START DATASET ENTRIES

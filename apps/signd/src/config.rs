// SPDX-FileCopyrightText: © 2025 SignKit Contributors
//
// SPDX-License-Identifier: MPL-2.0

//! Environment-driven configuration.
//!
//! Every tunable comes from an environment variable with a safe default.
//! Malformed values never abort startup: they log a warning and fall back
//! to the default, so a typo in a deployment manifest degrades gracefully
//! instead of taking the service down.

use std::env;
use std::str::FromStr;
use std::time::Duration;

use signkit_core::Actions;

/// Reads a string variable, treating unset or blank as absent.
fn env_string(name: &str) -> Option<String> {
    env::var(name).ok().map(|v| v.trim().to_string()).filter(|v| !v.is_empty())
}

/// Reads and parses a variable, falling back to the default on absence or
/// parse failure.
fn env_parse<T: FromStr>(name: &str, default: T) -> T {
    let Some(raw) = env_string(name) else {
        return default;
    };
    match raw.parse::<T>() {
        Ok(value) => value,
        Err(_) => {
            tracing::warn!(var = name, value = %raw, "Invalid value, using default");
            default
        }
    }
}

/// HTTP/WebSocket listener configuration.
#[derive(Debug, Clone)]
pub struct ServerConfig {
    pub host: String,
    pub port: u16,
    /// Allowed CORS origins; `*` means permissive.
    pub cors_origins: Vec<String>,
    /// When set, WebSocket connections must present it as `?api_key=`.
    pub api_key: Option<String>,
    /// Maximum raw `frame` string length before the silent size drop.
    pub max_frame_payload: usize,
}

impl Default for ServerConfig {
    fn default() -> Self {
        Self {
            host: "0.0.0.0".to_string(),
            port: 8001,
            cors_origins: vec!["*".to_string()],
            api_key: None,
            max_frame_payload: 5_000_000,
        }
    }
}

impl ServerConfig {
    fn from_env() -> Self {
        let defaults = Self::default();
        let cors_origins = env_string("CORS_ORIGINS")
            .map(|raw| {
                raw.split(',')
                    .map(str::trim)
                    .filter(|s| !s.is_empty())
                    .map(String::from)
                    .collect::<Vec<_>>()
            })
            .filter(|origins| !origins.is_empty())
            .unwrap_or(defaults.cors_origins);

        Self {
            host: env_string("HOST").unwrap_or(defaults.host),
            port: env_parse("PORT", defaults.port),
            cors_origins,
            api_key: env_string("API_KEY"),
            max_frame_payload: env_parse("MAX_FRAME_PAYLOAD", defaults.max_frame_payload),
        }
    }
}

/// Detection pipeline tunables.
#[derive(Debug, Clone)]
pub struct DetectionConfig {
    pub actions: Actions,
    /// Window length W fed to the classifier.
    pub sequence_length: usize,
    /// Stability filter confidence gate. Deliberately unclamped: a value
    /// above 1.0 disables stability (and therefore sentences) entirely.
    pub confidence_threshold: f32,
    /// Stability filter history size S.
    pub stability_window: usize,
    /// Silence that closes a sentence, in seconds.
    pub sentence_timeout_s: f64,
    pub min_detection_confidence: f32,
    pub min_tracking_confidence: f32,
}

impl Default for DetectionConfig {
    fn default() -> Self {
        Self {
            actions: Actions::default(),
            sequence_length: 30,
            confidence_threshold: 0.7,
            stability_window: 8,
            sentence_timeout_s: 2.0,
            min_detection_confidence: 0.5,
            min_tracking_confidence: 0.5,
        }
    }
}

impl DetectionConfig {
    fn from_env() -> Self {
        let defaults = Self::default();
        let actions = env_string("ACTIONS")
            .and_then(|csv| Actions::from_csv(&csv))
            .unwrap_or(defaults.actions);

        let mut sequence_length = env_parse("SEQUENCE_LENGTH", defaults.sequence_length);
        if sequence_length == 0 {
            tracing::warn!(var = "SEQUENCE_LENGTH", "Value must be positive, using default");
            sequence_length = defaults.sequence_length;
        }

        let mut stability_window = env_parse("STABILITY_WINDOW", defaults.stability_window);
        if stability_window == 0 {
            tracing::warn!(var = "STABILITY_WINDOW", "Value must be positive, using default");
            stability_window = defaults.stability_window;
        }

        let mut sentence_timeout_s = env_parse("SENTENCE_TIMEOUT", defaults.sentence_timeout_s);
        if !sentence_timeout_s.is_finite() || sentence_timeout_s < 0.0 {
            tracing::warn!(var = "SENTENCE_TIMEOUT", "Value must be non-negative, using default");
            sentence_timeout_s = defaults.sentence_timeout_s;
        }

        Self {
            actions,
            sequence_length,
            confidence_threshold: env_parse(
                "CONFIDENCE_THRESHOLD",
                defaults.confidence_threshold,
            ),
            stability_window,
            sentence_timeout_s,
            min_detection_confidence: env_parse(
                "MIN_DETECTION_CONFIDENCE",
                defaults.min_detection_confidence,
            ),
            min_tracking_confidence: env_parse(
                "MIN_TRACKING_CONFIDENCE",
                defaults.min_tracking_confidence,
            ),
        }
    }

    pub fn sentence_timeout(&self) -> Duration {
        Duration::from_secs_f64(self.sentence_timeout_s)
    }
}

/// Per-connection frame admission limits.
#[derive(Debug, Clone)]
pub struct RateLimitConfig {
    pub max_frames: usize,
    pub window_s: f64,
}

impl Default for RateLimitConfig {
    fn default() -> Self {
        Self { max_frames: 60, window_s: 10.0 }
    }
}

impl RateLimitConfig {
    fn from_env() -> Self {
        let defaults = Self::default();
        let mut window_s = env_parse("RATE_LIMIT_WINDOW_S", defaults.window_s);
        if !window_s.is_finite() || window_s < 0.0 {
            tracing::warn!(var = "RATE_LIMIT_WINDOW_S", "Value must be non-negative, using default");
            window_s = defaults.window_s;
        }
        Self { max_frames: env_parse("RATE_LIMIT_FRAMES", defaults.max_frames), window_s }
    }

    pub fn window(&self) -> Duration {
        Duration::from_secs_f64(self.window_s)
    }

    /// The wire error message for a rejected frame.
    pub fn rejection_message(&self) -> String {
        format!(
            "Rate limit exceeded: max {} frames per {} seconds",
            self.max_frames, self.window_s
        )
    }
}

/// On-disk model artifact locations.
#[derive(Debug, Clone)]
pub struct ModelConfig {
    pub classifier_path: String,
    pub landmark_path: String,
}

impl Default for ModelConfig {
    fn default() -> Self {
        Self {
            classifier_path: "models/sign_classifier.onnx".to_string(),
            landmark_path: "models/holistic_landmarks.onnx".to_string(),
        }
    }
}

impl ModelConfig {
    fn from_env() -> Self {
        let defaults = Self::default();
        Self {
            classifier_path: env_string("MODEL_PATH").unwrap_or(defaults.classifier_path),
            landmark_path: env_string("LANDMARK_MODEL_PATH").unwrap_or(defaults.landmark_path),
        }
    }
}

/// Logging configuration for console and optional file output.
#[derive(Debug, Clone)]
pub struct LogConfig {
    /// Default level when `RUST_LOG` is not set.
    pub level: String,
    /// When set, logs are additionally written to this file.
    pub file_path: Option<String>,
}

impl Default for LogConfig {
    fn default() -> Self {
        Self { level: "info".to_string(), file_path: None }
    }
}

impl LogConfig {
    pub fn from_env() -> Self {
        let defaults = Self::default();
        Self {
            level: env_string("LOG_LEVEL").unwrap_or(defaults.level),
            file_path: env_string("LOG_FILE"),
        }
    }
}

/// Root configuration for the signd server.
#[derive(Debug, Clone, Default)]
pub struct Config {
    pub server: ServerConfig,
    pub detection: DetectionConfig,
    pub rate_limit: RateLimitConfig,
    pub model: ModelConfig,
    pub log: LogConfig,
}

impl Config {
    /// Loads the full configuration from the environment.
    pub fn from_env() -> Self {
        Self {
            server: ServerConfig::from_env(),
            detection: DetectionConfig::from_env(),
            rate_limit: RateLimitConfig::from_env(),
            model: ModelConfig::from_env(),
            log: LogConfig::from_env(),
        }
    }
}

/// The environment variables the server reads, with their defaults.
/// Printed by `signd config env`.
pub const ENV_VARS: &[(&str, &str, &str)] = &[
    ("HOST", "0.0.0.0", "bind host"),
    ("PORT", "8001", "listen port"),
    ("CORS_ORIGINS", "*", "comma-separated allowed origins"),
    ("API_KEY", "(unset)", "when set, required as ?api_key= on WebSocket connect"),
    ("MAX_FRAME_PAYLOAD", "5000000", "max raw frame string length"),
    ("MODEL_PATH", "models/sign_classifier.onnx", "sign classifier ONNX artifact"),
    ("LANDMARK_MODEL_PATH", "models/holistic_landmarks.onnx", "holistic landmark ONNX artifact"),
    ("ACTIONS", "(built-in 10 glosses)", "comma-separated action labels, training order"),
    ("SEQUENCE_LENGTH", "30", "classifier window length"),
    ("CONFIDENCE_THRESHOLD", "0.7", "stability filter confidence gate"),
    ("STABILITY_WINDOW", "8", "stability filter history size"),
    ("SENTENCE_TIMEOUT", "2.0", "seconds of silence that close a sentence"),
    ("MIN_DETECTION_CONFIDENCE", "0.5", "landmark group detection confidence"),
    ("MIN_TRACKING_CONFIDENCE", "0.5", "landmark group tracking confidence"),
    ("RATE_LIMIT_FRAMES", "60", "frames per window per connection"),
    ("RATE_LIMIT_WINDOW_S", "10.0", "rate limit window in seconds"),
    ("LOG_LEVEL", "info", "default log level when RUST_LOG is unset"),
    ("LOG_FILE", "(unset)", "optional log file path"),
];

END DATASET ENTRIES
START DATASET ENTRIES

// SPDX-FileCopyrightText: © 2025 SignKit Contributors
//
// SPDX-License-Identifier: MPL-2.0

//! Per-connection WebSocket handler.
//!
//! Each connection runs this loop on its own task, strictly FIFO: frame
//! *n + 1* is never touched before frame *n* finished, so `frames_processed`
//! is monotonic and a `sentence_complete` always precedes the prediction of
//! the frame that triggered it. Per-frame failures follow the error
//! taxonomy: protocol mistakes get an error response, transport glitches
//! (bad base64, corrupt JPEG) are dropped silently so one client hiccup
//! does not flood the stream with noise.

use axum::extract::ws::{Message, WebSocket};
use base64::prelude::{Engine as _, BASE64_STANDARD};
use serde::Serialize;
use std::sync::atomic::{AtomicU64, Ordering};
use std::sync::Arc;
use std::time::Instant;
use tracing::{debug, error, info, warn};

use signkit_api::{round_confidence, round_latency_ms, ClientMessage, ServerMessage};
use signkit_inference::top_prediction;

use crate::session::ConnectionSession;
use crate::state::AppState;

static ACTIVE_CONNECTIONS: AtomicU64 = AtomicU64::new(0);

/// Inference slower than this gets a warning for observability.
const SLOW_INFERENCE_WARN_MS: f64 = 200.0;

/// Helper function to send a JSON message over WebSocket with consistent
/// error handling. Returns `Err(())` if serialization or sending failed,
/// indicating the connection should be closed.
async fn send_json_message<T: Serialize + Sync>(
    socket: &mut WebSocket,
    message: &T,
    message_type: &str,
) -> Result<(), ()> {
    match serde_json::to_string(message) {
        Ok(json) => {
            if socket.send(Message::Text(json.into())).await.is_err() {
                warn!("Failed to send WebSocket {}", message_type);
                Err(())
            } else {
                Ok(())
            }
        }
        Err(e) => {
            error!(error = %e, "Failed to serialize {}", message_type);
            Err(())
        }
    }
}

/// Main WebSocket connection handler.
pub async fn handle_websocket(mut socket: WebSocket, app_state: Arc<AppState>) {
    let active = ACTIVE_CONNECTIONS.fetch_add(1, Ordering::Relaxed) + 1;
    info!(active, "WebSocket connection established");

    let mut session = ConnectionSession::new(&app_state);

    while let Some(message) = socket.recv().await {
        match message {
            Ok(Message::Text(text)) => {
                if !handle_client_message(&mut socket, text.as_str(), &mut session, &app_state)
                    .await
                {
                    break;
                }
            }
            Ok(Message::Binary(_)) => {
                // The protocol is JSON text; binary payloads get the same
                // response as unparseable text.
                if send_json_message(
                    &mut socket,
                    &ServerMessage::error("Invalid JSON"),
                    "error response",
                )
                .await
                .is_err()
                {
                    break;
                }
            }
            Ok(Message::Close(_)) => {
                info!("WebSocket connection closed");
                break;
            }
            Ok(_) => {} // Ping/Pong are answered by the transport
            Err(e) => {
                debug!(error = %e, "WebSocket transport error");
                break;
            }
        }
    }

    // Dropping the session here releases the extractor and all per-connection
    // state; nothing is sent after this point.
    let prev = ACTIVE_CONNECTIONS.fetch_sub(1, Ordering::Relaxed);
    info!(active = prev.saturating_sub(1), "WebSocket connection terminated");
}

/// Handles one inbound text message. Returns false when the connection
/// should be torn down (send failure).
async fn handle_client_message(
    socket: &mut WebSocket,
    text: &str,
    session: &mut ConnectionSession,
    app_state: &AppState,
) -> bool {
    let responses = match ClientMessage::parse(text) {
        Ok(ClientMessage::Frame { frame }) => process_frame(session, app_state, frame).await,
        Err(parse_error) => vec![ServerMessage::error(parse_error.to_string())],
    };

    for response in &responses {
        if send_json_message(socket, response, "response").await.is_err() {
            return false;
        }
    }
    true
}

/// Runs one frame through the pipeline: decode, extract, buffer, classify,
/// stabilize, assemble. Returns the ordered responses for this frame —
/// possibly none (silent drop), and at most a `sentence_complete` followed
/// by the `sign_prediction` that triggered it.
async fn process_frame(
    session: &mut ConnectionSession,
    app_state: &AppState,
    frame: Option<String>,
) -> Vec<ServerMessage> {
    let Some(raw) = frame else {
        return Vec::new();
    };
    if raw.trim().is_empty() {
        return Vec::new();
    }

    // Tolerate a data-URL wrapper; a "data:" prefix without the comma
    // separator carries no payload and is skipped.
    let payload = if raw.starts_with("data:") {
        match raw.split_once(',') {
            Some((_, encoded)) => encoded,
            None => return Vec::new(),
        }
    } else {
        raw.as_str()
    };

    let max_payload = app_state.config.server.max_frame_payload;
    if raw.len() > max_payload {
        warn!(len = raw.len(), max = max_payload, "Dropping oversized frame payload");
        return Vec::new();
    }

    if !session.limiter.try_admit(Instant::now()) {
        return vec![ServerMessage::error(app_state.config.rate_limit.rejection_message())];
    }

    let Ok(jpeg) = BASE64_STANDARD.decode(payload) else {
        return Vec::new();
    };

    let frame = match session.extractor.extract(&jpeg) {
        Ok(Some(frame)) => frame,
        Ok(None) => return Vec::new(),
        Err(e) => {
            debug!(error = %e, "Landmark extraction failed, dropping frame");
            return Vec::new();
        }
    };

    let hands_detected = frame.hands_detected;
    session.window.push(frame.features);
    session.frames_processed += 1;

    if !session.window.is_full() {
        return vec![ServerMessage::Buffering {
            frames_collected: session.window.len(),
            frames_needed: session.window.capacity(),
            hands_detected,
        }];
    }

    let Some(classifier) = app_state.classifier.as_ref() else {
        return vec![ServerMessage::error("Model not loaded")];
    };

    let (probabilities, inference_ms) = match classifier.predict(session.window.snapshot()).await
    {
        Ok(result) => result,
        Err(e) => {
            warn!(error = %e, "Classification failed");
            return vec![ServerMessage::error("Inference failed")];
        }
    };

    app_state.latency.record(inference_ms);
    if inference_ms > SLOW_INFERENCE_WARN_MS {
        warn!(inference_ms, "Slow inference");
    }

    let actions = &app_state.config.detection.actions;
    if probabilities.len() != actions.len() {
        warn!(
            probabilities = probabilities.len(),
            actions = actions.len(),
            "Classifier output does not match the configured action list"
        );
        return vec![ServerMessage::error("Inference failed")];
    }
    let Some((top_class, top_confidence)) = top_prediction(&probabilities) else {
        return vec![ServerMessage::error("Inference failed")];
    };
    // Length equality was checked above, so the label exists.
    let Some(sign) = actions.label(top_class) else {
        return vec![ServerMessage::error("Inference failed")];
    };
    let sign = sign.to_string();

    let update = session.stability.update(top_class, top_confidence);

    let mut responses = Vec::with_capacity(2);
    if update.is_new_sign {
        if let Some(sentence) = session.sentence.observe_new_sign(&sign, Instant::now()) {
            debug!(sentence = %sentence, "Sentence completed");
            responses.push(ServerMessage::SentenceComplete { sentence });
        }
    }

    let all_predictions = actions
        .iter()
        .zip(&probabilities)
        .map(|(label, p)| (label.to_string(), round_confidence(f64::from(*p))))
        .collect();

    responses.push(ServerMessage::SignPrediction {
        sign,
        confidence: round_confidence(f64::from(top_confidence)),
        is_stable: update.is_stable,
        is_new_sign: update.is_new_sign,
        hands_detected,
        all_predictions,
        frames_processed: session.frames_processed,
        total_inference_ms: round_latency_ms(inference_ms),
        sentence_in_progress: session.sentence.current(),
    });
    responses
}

END DATASET ENTRIES

TASK TO CARRY OUT: For this exercise, repeat exactly the lines of the data above from the one with "and is skipped." down to the one with "raw.as_str()", both end lines included.

SOLUTION TO THIS TASK:
    // separator carries no payload and is skipped.
    let payload = if raw.starts_with("data:") {
        match raw.split_once(',') {
            Some((_, encoded)) => encoded,
            None => return Vec::new(),
        }
    } else {
        raw.as_str()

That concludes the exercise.